- _RECORDS FOR THE EXERCISE_
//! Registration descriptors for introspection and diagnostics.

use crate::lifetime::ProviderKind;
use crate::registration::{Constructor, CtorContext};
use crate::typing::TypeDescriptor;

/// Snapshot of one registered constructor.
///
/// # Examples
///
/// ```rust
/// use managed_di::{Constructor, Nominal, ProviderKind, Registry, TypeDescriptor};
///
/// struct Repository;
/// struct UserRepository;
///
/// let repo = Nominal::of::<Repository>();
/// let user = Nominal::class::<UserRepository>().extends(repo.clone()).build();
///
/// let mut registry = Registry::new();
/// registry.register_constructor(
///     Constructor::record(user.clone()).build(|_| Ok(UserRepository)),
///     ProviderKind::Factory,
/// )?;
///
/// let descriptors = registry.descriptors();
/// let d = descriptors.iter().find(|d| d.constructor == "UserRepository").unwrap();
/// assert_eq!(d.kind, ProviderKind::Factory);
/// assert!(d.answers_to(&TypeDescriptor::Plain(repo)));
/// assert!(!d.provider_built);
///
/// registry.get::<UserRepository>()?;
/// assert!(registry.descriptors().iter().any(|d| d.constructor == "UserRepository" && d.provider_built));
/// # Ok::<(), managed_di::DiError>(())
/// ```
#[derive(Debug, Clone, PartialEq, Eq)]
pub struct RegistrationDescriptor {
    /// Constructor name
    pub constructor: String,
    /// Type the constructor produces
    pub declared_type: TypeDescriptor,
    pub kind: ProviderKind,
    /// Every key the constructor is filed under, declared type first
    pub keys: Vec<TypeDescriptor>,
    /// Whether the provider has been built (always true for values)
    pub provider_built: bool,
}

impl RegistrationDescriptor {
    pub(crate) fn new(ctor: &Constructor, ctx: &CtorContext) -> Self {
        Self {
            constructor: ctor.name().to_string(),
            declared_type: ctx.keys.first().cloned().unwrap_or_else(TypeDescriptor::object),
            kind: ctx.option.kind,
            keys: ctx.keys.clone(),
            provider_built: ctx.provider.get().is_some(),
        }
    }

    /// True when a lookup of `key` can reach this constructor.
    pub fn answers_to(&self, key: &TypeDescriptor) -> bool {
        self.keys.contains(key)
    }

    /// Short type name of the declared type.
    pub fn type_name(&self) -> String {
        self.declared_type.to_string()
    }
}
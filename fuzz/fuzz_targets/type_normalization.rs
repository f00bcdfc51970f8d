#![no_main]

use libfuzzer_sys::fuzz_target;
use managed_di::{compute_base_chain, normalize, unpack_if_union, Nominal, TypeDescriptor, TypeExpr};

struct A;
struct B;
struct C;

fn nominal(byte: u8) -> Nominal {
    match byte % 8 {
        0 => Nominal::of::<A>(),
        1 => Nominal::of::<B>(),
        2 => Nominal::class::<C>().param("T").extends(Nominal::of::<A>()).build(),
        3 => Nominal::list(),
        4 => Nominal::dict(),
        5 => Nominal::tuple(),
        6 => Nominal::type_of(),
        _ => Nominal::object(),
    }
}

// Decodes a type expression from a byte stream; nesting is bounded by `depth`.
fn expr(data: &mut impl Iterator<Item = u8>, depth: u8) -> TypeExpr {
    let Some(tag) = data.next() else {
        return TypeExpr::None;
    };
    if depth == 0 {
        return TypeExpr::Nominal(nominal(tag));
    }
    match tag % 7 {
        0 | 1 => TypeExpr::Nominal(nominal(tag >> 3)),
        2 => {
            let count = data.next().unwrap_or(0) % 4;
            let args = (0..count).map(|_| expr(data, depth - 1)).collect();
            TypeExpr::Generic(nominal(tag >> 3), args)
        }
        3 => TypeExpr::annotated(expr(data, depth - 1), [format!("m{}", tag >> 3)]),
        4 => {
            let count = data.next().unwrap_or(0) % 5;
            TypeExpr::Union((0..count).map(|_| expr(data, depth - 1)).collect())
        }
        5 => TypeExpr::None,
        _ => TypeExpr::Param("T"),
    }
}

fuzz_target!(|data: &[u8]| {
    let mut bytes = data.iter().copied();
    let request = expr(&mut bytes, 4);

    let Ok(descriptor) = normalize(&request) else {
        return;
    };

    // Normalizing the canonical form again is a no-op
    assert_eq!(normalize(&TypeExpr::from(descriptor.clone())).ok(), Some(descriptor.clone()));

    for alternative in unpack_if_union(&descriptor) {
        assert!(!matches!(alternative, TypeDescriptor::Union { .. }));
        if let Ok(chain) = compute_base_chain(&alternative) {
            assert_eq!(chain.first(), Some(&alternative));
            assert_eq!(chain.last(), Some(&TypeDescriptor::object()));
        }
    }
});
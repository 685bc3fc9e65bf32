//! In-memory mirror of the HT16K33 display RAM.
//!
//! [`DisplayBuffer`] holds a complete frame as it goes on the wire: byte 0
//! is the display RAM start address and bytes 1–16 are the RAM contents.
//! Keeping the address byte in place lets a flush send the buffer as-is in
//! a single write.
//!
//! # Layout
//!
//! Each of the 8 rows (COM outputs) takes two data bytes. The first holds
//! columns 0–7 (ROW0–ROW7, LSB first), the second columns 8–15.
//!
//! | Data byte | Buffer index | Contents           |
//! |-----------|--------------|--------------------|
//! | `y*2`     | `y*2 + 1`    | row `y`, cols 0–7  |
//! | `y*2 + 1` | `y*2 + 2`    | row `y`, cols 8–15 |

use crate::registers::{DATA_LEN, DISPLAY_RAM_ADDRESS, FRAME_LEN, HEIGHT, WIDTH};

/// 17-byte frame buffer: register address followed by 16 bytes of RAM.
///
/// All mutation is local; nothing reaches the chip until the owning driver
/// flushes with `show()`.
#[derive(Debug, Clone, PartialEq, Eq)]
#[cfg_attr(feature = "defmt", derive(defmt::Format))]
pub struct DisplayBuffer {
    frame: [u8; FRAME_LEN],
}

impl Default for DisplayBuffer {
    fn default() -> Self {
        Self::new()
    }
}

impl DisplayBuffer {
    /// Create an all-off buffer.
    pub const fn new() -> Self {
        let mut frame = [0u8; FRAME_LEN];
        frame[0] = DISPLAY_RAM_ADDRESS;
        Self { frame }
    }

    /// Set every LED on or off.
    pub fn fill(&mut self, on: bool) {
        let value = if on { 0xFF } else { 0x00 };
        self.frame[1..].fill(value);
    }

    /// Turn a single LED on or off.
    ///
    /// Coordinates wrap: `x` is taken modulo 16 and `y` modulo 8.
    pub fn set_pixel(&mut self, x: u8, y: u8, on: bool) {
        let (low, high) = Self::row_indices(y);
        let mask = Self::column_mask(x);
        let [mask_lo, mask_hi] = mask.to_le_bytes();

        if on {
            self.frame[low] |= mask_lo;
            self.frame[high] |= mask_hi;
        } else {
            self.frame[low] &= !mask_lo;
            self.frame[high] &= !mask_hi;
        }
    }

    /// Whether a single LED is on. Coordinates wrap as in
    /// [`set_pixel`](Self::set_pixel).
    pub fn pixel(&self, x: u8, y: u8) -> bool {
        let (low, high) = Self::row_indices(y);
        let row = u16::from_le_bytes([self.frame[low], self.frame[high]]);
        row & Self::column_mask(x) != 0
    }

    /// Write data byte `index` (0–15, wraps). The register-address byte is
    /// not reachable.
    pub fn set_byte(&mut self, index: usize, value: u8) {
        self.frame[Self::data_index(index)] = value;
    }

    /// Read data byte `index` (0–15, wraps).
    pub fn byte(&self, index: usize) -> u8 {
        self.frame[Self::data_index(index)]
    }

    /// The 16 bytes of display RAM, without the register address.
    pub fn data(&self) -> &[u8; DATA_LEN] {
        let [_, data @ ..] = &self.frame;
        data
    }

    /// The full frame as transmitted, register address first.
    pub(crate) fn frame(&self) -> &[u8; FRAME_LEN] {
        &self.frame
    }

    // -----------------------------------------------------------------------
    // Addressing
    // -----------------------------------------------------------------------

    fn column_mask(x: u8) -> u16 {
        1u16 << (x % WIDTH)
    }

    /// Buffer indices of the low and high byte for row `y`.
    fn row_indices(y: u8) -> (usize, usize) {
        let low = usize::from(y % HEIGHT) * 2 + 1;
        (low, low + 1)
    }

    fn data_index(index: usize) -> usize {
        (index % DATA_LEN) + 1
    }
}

- _YOUR INSTRUCTIONS_
Look back at the entries above. Retype the line with "return TypeExpr::None;", the line with "let mut bytes = data.iter().copied();", and all lines in between.

- _RESULT_
        return TypeExpr::None;
    };
    if depth == 0 {
        return TypeExpr::Nominal(nominal(tag));
    }
    match tag % 7 {
        0 | 1 => TypeExpr::Nominal(nominal(tag >> 3)),
        2 => {
            let count = data.next().unwrap_or(0) % 4;
            let args = (0..count).map(|_| expr(data, depth - 1)).collect();
            TypeExpr::Generic(nominal(tag >> 3), args)
        }
        3 => TypeExpr::annotated(expr(data, depth - 1), [format!("m{}", tag >> 3)]),
        4 => {
            let count = data.next().unwrap_or(0) % 5;
            TypeExpr::Union((0..count).map(|_| expr(data, depth - 1)).collect())
        }
        5 => TypeExpr::None,
        _ => TypeExpr::Param("T"),
    }
}

fuzz_target!(|data: &[u8]| {
    let mut bytes = data.iter().copied();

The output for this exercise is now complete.